Go through the material and copy each line in which the word "FadeToDeath" shows up.

==== Material for this exercise ====

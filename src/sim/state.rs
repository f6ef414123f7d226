//! Game state and core simulation types
//!
//! Everything a running game owns lives in `GameState`. A seed plus the
//! stream of inputs and time scales reproduces a game exactly.

use rand::SeedableRng;
use rand_pcg::Pcg32;
use serde::{Deserialize, Serialize};

use super::grid::ObjectGrid;
use super::hazards::{Hazard, Key};
use super::ship::Ship;
use super::surface::{LandingPad, Surface};
use super::viewport::Viewport;
use crate::consts::*;
use crate::settings::Settings;

/// Current phase of play
#[derive(Debug, Clone, Copy, PartialEq, Eq, Serialize, Deserialize)]
pub enum GamePhase {
    /// No game started yet
    None,
    /// Ship under player control
    InGame,
    /// Ship destroyed, wreck still tumbling
    Explode,
    /// Final score handed off; nothing left to simulate
    GameOver,
    /// Short wait after the wreck settles
    DeathWait,
    /// Level fading in from black
    FadeIn,
    /// Fading out before the game-over hand-off
    FadeToDeath,
    /// Fading out before the level is rebuilt
    FadeToRestart,
    /// Landed; score counting up
    LevelComplete,
    /// Physics frozen
    Paused,
}

impl GamePhase {
    pub fn as_str(&self) -> &'static str {
        match self {
            GamePhase::None => "None",
            GamePhase::InGame => "InGame",
            GamePhase::Explode => "Explode",
            GamePhase::GameOver => "GameOver",
            GamePhase::DeathWait => "DeathWait",
            GamePhase::FadeIn => "FadeIn",
            GamePhase::FadeToDeath => "FadeToDeath",
            GamePhase::FadeToRestart => "FadeToRestart",
            GamePhase::LevelComplete => "LevelComplete",
            GamePhase::Paused => "Paused",
        }
    }

    /// Phases in which the ship moves and can collide
    pub fn is_flying(&self) -> bool {
        matches!(self, GamePhase::InGame | GamePhase::Explode)
    }
}

/// Complete game state
#[derive(Debug, Clone, Serialize, Deserialize)]
pub struct GameState {
    pub phase: GamePhase,

    // === Progress ===
    pub level: u32,
    pub lives: u32,
    pub score: u64,
    /// Score above which the next extra life is awarded
    pub next_extra_life: u64,

    // === Level ===
    pub level_width: i32,
    pub level_height: i32,
    pub gravity: f32,
    pub fuel: f32,
    pub max_fuel: f32,

    // === Entities ===
    pub ship: Ship,
    pub surface: Surface,
    pub pads: Vec<LandingPad>,
    pub grid: ObjectGrid,
    pub hazards: Vec<Hazard>,
    pub keys: Vec<Key>,
    pub keys_remaining: u32,
    pub viewport: Viewport,

    // === Timers (frames) and fades ===
    /// Screen fade, 0 = clear, 1 = black
    pub fade_alpha: f32,
    /// Lives-counter fade; above `LIFE_ALPHA_BASE` means idle
    pub life_alpha: f32,
    pub death_timeout: f32,
    pub level_text_timeout: f32,
    /// Landing score still to be counted into `score`
    pub level_score: i64,
    pub complete_countdown: f32,
    pub complete_pause: f32,

    /// Debug overlay (hotspots, grid, timers) requested by the player.
    /// The simulation only toggles it; the renderer reads it.
    pub debug: bool,
    /// Frames simulated (not counting pauses)
    pub frame: u64,
    pub seed: u64,
    pub(crate) rng: Pcg32,
}

impl GameState {
    /// Create an idle state; call `new_game` to start playing
    pub fn new(seed: u64, settings: &Settings) -> Self {
        Self {
            phase: GamePhase::None,
            level: settings.start_level,
            lives: settings.lives,
            score: 0,
            next_extra_life: settings.extra_life_score,
            level_width: 0,
            level_height: 0,
            gravity: GRAVITY,
            fuel: 0.0,
            max_fuel: 0.0,
            ship: Ship::new(),
            surface: Surface::default(),
            pads: Vec::new(),
            grid: ObjectGrid::default(),
            hazards: Vec::new(),
            keys: Vec::new(),
            keys_remaining: 0,
            viewport: Viewport::new(settings.screen_width as f32, settings.screen_height as f32),
            fade_alpha: 1.0,
            life_alpha: LIFE_ALPHA_BASE + 1.0,
            death_timeout: 0.0,
            level_text_timeout: 0.0,
            level_score: 0,
            complete_countdown: 0.0,
            complete_pause: 0.0,
            debug: false,
            frame: 0,
            seed,
            rng: Pcg32::seed_from_u64(seed),
        }
    }

    /// Destroy the ship and start the lives-counter fade
    pub fn explode_ship(&mut self) {
        log::debug!("ship exploded at ({:.1}, {:.1})", self.ship.pos.x, self.ship.pos.y);
        self.phase = GamePhase::Explode;
        self.life_alpha = LIFE_ALPHA_BASE - 1.0;
    }

    /// Lives-counter fade in progress
    pub fn life_fading(&self) -> bool {
        self.life_alpha < LIFE_ALPHA_BASE
    }

    /// Remaining fuel in [0, 1]
    pub fn fuel_fraction(&self) -> f32 {
        if self.max_fuel <= 0.0 {
            0.0
        } else {
            (self.fuel / self.max_fuel).clamp(0.0, 1.0)
        }
    }

    /// Descent-speed gauge width in pixels
    pub fn speed_bar(&self) -> f32 {
        (self.ship.vel.y * 15.0).clamp(0.0, 124.0)
    }

    /// Whether a descent speed is slow enough to land
    pub fn safe_speed(&self) -> bool {
        self.ship.vel.y < LAND_SPEED
    }
}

====

:: Answer to this problem ::
    FadeToDeath,
            GamePhase::FadeToDeath => "FadeToDeath",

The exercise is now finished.